Check every line of the data below for the string "derive", and copy the ones that hold it.
Dataset extract below:
//! Rollcall configuration.

use crate::RollcallError;
use std::fmt;
use std::time::Duration;

/// Minimum accepted secret length in bytes.
pub const MIN_SECRET_LEN: usize = 16;

/// Longest accepted grace period on either side of an event.
pub const MAX_GRACE: Duration = Duration::from_secs(30 * 24 * 60 * 60);

/// Longest accepted token age ceiling.
pub const MAX_TOKEN_AGE: Duration = Duration::from_secs(365 * 24 * 60 * 60);

/// Longest accepted replay window or clock skew tolerance.
pub const MAX_TOLERANCE: Duration = Duration::from_secs(24 * 60 * 60);

/// Process-wide signing secret.
///
/// SECURITY: never printed. `Debug` is redacted.
#[derive(Clone, PartialEq, Eq)]
pub struct SecretKey(Vec<u8>);

impl SecretKey {
    /// Wrap raw secret bytes.
    pub fn new(bytes: impl Into<Vec<u8>>) -> Self {
        Self(bytes.into())
    }

    /// Raw key material for the MAC.
    pub(crate) fn expose(&self) -> &[u8] {
        &self.0
    }

    /// Length in bytes.
    pub fn len(&self) -> usize {
        self.0.len()
    }

    /// Whether the secret is empty.
    pub fn is_empty(&self) -> bool {
        self.0.is_empty()
    }
}

impl fmt::Debug for SecretKey {
    fn fmt(&self, f: &mut fmt::Formatter<'_>) -> fmt::Result {
        f.write_str("SecretKey([REDACTED])")
    }
}

/// Configuration for token issuing, verification, and check-in recording.
#[derive(Debug, Clone)]
pub struct RollcallConfig {
    /// HMAC secret shared by the issuer and the verifier.
    /// Loaded once at startup; never mutated afterwards.
    pub secret: SecretKey,

    /// Check-in opens this long before the event starts.
    pub grace_before: Duration,

    /// Check-in stays open this long after the event ends.
    pub grace_after: Duration,

    /// How long an accepted token is remembered by the replay guard.
    pub replay_window: Duration,

    /// Hard ceiling on token age, independent of the event window.
    pub max_token_age: Duration,

    /// Tolerance for tokens whose issue time is ahead of our clock.
    pub max_clock_skew: Duration,

    /// Identical camera frames inside this window are processed once.
    pub scan_debounce: Duration,

    /// Upper bound on each record store round-trip.
    pub store_timeout: Duration,
}

impl RollcallConfig {
    /// Environment variable holding the signing secret.
    pub const ENV_SECRET: &'static str = "ROLLCALL_SECRET";

    /// Build a configuration with default windows around the given secret.
    pub fn new(secret: SecretKey) -> Self {
        Self {
            secret,
            grace_before: Duration::from_secs(60 * 60),
            grace_after: Duration::from_secs(60 * 60),
            replay_window: Duration::from_secs(5 * 60),
            max_token_age: Duration::from_secs(24 * 60 * 60),
            max_clock_skew: Duration::from_secs(60),
            scan_debounce: Duration::from_millis(1500),
            store_timeout: Duration::from_secs(10),
        }
    }

    /// Load configuration from `ROLLCALL_*` environment variables.
    ///
    /// Only the secret is required; every duration falls back to its default.
    pub fn from_env() -> Result<Self, RollcallError> {
        Self::from_lookup(|name| std::env::var(name).ok())
    }

    /// Load configuration through an arbitrary variable lookup.
    pub fn from_lookup<F>(lookup: F) -> Result<Self, RollcallError>
    where
        F: Fn(&str) -> Option<String>,
    {
        let secret = lookup(Self::ENV_SECRET).ok_or_else(|| {
            RollcallError::ConfigError(format!("{} is not set", Self::ENV_SECRET))
        })?;

        let mut config = Self::new(SecretKey::new(secret.into_bytes()));
        let secs = |name: &str, default: Duration| -> Result<Duration, RollcallError> {
            parse_u64(&lookup, name).map(|v| v.map_or(default, Duration::from_secs))
        };

        config.grace_before = secs("ROLLCALL_GRACE_BEFORE_SECS", config.grace_before)?;
        config.grace_after = secs("ROLLCALL_GRACE_AFTER_SECS", config.grace_after)?;
        config.replay_window = secs("ROLLCALL_REPLAY_WINDOW_SECS", config.replay_window)?;
        config.max_token_age = secs("ROLLCALL_MAX_TOKEN_AGE_SECS", config.max_token_age)?;
        config.max_clock_skew = secs("ROLLCALL_MAX_CLOCK_SKEW_SECS", config.max_clock_skew)?;
        config.store_timeout = secs("ROLLCALL_STORE_TIMEOUT_SECS", config.store_timeout)?;
        if let Some(ms) = parse_u64(&lookup, "ROLLCALL_SCAN_DEBOUNCE_MS")? {
            config.scan_debounce = Duration::from_millis(ms);
        }

        config.validate()?;
        Ok(config)
    }

    /// Validate configuration for obvious errors.
    pub fn validate(&self) -> Result<(), RollcallError> {
        if self.secret.len() < MIN_SECRET_LEN {
            return Err(RollcallError::ConfigError(format!(
                "secret must be at least {} bytes, got {}",
                MIN_SECRET_LEN,
                self.secret.len()
            )));
        }
        if self.replay_window.is_zero() {
            return Err(RollcallError::ConfigError(
                "replay_window cannot be zero".to_string(),
            ));
        }
        if self.max_token_age.is_zero() {
            return Err(RollcallError::ConfigError(
                "max_token_age cannot be zero".to_string(),
            ));
        }
        check_ceiling("grace_before", self.grace_before, MAX_GRACE)?;
        check_ceiling("grace_after", self.grace_after, MAX_GRACE)?;
        check_ceiling("max_token_age", self.max_token_age, MAX_TOKEN_AGE)?;
        check_ceiling("replay_window", self.replay_window, MAX_TOLERANCE)?;
        check_ceiling("max_clock_skew", self.max_clock_skew, MAX_TOLERANCE)?;
        if self.scan_debounce < Duration::from_secs(1) {
            return Err(RollcallError::ConfigError(format!(
                "scan_debounce must be at least 1s, got {}ms",
                self.scan_debounce.as_millis()
            )));
        }
        if self.store_timeout < Duration::from_secs(1) {
            return Err(RollcallError::ConfigError(
                "store_timeout must be at least 1s".to_string(),
            ));
        }
        Ok(())
    }
}

fn check_ceiling(name: &str, value: Duration, max: Duration) -> Result<(), RollcallError> {
    if value > max {
        return Err(RollcallError::ConfigError(format!(
            "{} must be at most {}s, got {}s",
            name,
            max.as_secs(),
            value.as_secs()
        )));
    }
    Ok(())
}

fn parse_u64<F>(lookup: &F, name: &str) -> Result<Option<u64>, RollcallError>
where
    F: Fn(&str) -> Option<String>,
{
    match lookup(name) {
        None => Ok(None),
        Some(raw) => raw.trim().parse::<u64>().map(Some).map_err(|e| {
            RollcallError::ConfigError(format!("{} must be an integer: {}", name, e))
        }),
    }
}

/// Convert a configured window to a signed chrono duration.
pub(crate) fn to_chrono(d: Duration) -> chrono::Duration {
    chrono::Duration::from_std(d).unwrap_or(chrono::Duration::MAX)
}
//! Who may record attendance, and how a record is classified.
//!
//! Rules:
//! - An attendee scanning the event code on their own device needs no rights.
//! - Anyone recording on behalf of someone else (staff scan or manual entry)
//!   must be a college admin or an approved admin of the owning club.

use crate::protocol::models::{AttendanceMethod, Identity, Role};
use crate::RollcallError;

/// Classify a scan by who performed it.
pub fn scan_method(scanner_id: &str, attendee_id: &str) -> AttendanceMethod {
    if scanner_id == attendee_id {
        AttendanceMethod::SelfScan
    } else {
        AttendanceMethod::StaffScan
    }
}

/// Whether this actor's role alone settles the question.
///
/// College admins may record for every club; nobody else can be decided
/// without asking the membership store.
pub fn needs_membership_lookup(actor: &Identity) -> bool {
    actor.role != Role::CollegeAdmin
}

/// Check that an actor may record attendance for someone else.
///
/// # Arguments
/// * `actor` - The signed-in user performing the write
/// * `is_owning_club_admin` - Whether the actor is an approved admin of the
///   event's owning club
///
/// # Returns
/// * `Ok(())` - Write allowed
/// * `Err(Unauthorized)` - Actor lacks rights on the owning club
pub fn check_recording_rights(
    actor: &Identity,
    is_owning_club_admin: bool,
) -> Result<(), RollcallError> {
    match actor.role {
        Role::CollegeAdmin => Ok(()),
        Role::ClubAdmin | Role::Attendee if is_owning_club_admin => Ok(()),
        _ => Err(RollcallError::Unauthorized),
    }
}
End of Dataset extract.
## Response below
#[derive(Clone, PartialEq, Eq)]
#[derive(Debug, Clone)]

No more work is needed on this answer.